También, sabrosas anécdotas, como el desembarco en Bilbao de Francisco Moreno y Herrera (1909-1978), marqués de la Eliseda, conde de los Andes y el primer crítico gastronómico, con sección fija en el ABC (con el pseudónimo de Savarin). Ocurrió en marzo de 1970. Savarin escribió sobre el mítico Jockey madrileño (donde no dejaron entrar a Versace por no ir vestido como Dios manda) y se maravilló por la presencia de hígados crudos enteros de oca. Escribió que era algo único... Un lector le replicó desde Bilbao y le dijo que naranjas de la China, que en el Colavidas (restorán de mucho fuste en los bajos de la estación de Abando que tuvo estrella Michelin) también servían hígados hipertrofiados. Y allí se presentó el marqués que «disfrutó como un enano junto al misterioso lector que le dio la pista. Espléndido, porque para algo era conde, el crítico invitó al famoso hígado fresco a las uvas, a un precio de 250 pesetas. Además tomaron otros antológicos platos viejunos como consomé, melón con jamón, crêpes y guisos de la tierra como menestra de verduras y merluza a la ondarresa. En total, 415 pesetas por barba» para probar un hígado que, en 1975, ya estaba en la carta de Arzak.

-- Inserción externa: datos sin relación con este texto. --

//! Request headers sent to the origin

use reqwest::header::{
    HeaderMap, HeaderName, HeaderValue, ACCEPT, ACCEPT_ENCODING, CONTENT_ENCODING, USER_AGENT,
};

/// `X-Forwarded-For`
pub const X_FORWARDED_FOR: HeaderName = HeaderName::from_static("x-forwarded-for");

/// Default User-Agent for origin requests
pub const DEFAULT_USER_AGENT: &str = concat!("hnapi/", env!("CARGO_PKG_VERSION"));

/// Build the header set for one origin request
///
/// Asks for gzip explicitly; the body is decompressed by the fetcher. The
/// client address, when known, is forwarded so the origin can attribute the
/// request. Values that are not valid header text are skipped.
///
/// # Examples
///
/// ```
/// use hnapi::upstream::headers::{build_origin_headers, X_FORWARDED_FOR};
///
/// let headers = build_origin_headers("hnapi-test", Some("203.0.113.9"));
/// assert_eq!(headers.get(X_FORWARDED_FOR).unwrap(), "203.0.113.9");
/// ```
pub fn build_origin_headers(user_agent: &str, forwarded_for: Option<&str>) -> HeaderMap {
    let mut headers = HeaderMap::new();

    let agent = HeaderValue::from_str(user_agent)
        .unwrap_or_else(|_| HeaderValue::from_static(DEFAULT_USER_AGENT));
    headers.insert(USER_AGENT, agent);
    headers.insert(
        ACCEPT,
        HeaderValue::from_static("text/html,application/xhtml+xml;q=0.9,*/*;q=0.8"),
    );
    headers.insert(ACCEPT_ENCODING, HeaderValue::from_static("gzip"));

    if let Some(value) = forwarded_for.and_then(|ip| HeaderValue::from_str(ip.trim()).ok()) {
        headers.insert(X_FORWARDED_FOR, value);
    }

    headers
}

/// Returns true when the response body is gzip-encoded
pub fn is_gzip(headers: &HeaderMap) -> bool {
    headers
        .get(CONTENT_ENCODING)
        .and_then(|v| v.to_str().ok())
        .is_some_and(|v| v.to_ascii_lowercase().contains("gzip"))
}

#[cfg(test)]
mod tests {
    use super::*;

    #[test]
    fn test_origin_headers() {
        let headers = build_origin_headers("hnapi-test", None);

        assert_eq!(headers.get(USER_AGENT).unwrap(), "hnapi-test");
        assert_eq!(headers.get(ACCEPT_ENCODING).unwrap(), "gzip");
        assert!(headers.contains_key(ACCEPT));
        assert!(!headers.contains_key(X_FORWARDED_FOR));
    }

    #[test]
    fn test_invalid_values_are_skipped() {
        let headers = build_origin_headers("bad\nagent", Some("bad\nip"));
        assert_eq!(headers.get(USER_AGENT).unwrap(), DEFAULT_USER_AGENT);
        assert!(!headers.contains_key(X_FORWARDED_FOR));
    }

    #[test]
    fn test_is_gzip() {
        let mut headers = HeaderMap::new();
        assert!(!is_gzip(&headers));
        headers.insert(CONTENT_ENCODING, HeaderValue::from_static("GZIP"));
        assert!(is_gzip(&headers));
    }
}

Ana Vega incorpora la receta (fácil-fácil) para bordarlo.
Educados en el pimple desde la más tierna infancia a base de esos vinos quinados (que ahora vuelven y son lo más en restoranes como Mugaritz donde Guillermo Cruz nos convierte en cachorrillos de Paulov con el tónico reconstituyente de Jerez Quina), Vega coloca en un pedestal la figura del mueble bar y escribe la historia del revolucionario lumumba, de la leche de pantera («de bebida de la Legión a cubata de la Movida») o de aquellos carajillos que alegraban los mediodías currelas.
«Es lo que tiene haber empezado a beber hace 40 años, cuando se aprendía a empinar el codo con criterio y no en botellones de descampado o a base de artículos de tendencias. Solo hay que comparar tu exigua bodega –dos botellas de vino bueno para cuando vienen visitas, otra de alcohol importado por si te sale un día rumboso y un decantador que no has usado jamás– con el despliegue de luz y color del mueble bar de tus padres». Además de jaranera, Ana Vega es certera como un dardo irlandés... y a lo largo de casi 300 páginas. Qué delicia.